Simultaneous Acquisition of American and French Classification Societies, Enhanced Offshore Plant Capabilities
Standard Design Development Achieves Both Schedule Reduction and Cost Savings
Hanwha Ocean is targeting the global offshore market by showcasing its self-developed standard offshore plant.
Previously, Hanwha Ocean simultaneously obtained Approval In Principle (AIP) for the 'Standard FPSO Pre-FEED Design' from the American Bureau of Shipping (ABS) and the French classification society Bureau Veritas (BV).
The Floating Production Storage and Offloading (FPSO) facility acts as an "offshore factory" that extracts crude oil or gas from subsea wells, refines and stores it, and handles offloading to transport vessels.
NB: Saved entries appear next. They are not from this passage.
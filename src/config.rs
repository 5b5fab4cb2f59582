//! Configuration for opening a database.
//!
//! Supports:
//! - CLI arguments via clap
//! - Environment variable overrides
//! - Defaults matching the conventional `db/` script layout

use clap::Parser;
use std::path::PathBuf;

use crate::error::ConfigurationError;
use crate::storage::schema::MAX_SCHEMA_VERSION;

/// Database name, schema version and script locations.
///
/// Embedded in the admin CLI via `#[command(flatten)]`; hosts with their
/// own argument parsing can do the same.
#[derive(Parser, Debug, Clone)]
pub struct Config {
    /// Directory holding the database file; omit for an in-memory database
    #[arg(short, long, env = "RUNNEL_DATA_DIR")]
    pub data_dir: Option<PathBuf>,

    /// Database file name inside the data directory
    #[arg(long, env = "RUNNEL_DB_NAME", default_value = "runnel.db")]
    pub db_name: String,

    /// Schema version the application expects
    #[arg(long, env = "RUNNEL_DB_VERSION", default_value_t = 1)]
    pub db_version: u32,

    /// Root of the SQL script source
    #[arg(long, env = "RUNNEL_SCRIPTS_DIR", default_value = "./db")]
    pub scripts_dir: PathBuf,

    /// Script creating the schema from scratch
    #[arg(long, env = "RUNNEL_CREATE_SCRIPT", default_value = "create.sql")]
    pub create_script: String,

    /// Script emptying every table
    #[arg(long, env = "RUNNEL_CLEAN_SCRIPT", default_value = "clean.sql")]
    pub clean_script: String,

    /// Directory of numbered upgrade scripts
    #[arg(long, env = "RUNNEL_MIGRATIONS_DIR", default_value = "migrations")]
    pub migrations_dir: String,

    /// Number of reader threads (and pooled connections) when WAL is on
    #[arg(long, env = "RUNNEL_READER_POOL_SIZE", default_value_t = 2)]
    pub reader_pool_size: u32,

    /// Log level (trace, debug, info, warn, error)
    #[arg(long, env = "RUST_LOG", default_value = "info")]
    pub log_level: String,
}

impl Config {
    /// Parse configuration from CLI arguments and environment.
    pub fn parse_args() -> Self {
        Self::parse()
    }

    /// Configuration for a file database under `data_dir`.
    pub fn file(data_dir: impl Into<PathBuf>, scripts_dir: impl Into<PathBuf>) -> Self {
        Self {
            data_dir: Some(data_dir.into()),
            scripts_dir: scripts_dir.into(),
            ..Self::default()
        }
    }

    /// Configuration for an in-memory database.
    pub fn in_memory(scripts_dir: impl Into<PathBuf>) -> Self {
        Self {
            data_dir: None,
            scripts_dir: scripts_dir.into(),
            ..Self::default()
        }
    }

    /// Set the expected schema version.
    #[must_use]
    pub fn with_version(mut self, version: u32) -> Self {
        self.db_version = version;
        self
    }

    /// Full path of the database file, `None` when in memory.
    pub fn db_path(&self) -> Option<PathBuf> {
        self.data_dir.as_ref().map(|dir| dir.join(&self.db_name))
    }

    /// Reject settings no database can open with.
    pub fn validate(&self) -> Result<(), ConfigurationError> {
        if self.db_version == 0 {
            return Err(ConfigurationError::Invalid(
                "db_version must be at least 1".into(),
            ));
        }
        if self.db_version > MAX_SCHEMA_VERSION {
            return Err(ConfigurationError::Invalid(format!(
                "db_version must be at most {MAX_SCHEMA_VERSION}"
            )));
        }
        if self.data_dir.is_some() && self.db_name.trim().is_empty() {
            return Err(ConfigurationError::Invalid("db_name is empty".into()));
        }
        if self.create_script.trim().is_empty() {
            return Err(ConfigurationError::Invalid("create_script is empty".into()));
        }
        if self.migrations_dir.trim().is_empty() {
            return Err(ConfigurationError::Invalid("migrations_dir is empty".into()));
        }
        if self.reader_pool_size == 0 {
            return Err(ConfigurationError::Invalid(
                "reader_pool_size must be at least 1".into(),
            ));
        }
        Ok(())
    }

    /// Create a configuration for testing.
    #[cfg(test)]
    pub fn test_config(data_dir: PathBuf, scripts_dir: PathBuf) -> Self {
        Self {
            data_dir: Some(data_dir),
            scripts_dir,
            log_level: "debug".into(),
            ..Self::default()
        }
    }
}

impl Default for Config {
    fn default() -> Self {
        Self {
            data_dir: None,
            db_name: "runnel.db".into(),
            db_version: 1,
            scripts_dir: PathBuf::from("./db"),
            create_script: "create.sql".into(),
            clean_script: "clean.sql".into(),
            migrations_dir: "migrations".into(),
            reader_pool_size: 2,
            log_level: "info".into(),
        }
    }
}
The standard FPSO design developed by Hanwha Ocean measures 340 meters in length and 62 meters in width. Its daily crude oil production capacity is 190,000 barrels, and it can store approximately 2.38 million barrels of crude oil.
It is also developed to accommodate topside structures for oil and gas production facilities weighing up to 55,000 tons and covering an area of 17,600 square meters. The hull design enables operation for up to 20 years without requiring re-docking, maximizing operational efficiency.
Re-docking refers to the process of bringing a vessel floating at sea back into a shipyard dock for maintenance.
Hanwha Ocean began the basic design plan in February with the goal of developing a standard FPSO that can be deployed throughout the deepwater areas of West Africa, completing it in August. Through this, the company has strengthened its design capabilities for topside structures that integrate oil production and processing facilities, while further enhancing the competitiveness of its hull design, which had previously held an advantage.
With this concept approval, Hanwha Ocean is expected to strengthen its order competitiveness by offering customers a standardized design that simultaneously achieves reduced construction periods and cost savings.
Hanwha Ocean Marine Division Vice President Yudong Wan (4th from the left), ABS Vice President Matthew Tremblay (5th from the left), and other company officials are posing for a commemorative photo after the concept approval ceremony.
Hanwha Ocean Marine Division Vice President Yudong Wan (fifth from the left), BV Korea CEO Drago Pinteric (fourth from the left), and other company officials are posing for a commemorative photo after the concept approval ceremony.
West Africa is one of the markets where offshore plant demand is expected to grow, but it is also an area with challenging marine environmental conditions. Based on this achievement, Hanwha Ocean plans to accelerate the development of standard FPSOs that can also be deployed in other regions such as South America.
Hanwha Ocean’s Marine Business Division is pursuing a transformation toward becoming a solution provider by adopting an integrated contracting approach for floating offshore production facilities and offshore renewable energy projects to expand the offshore energy value chain.
A Hanwha Ocean official stated, “Offshore plant demand is expected to steadily grow mainly in Africa and South America. We will intensify efforts to strengthen competitiveness in the global offshore market through continuous technological innovation and product development.”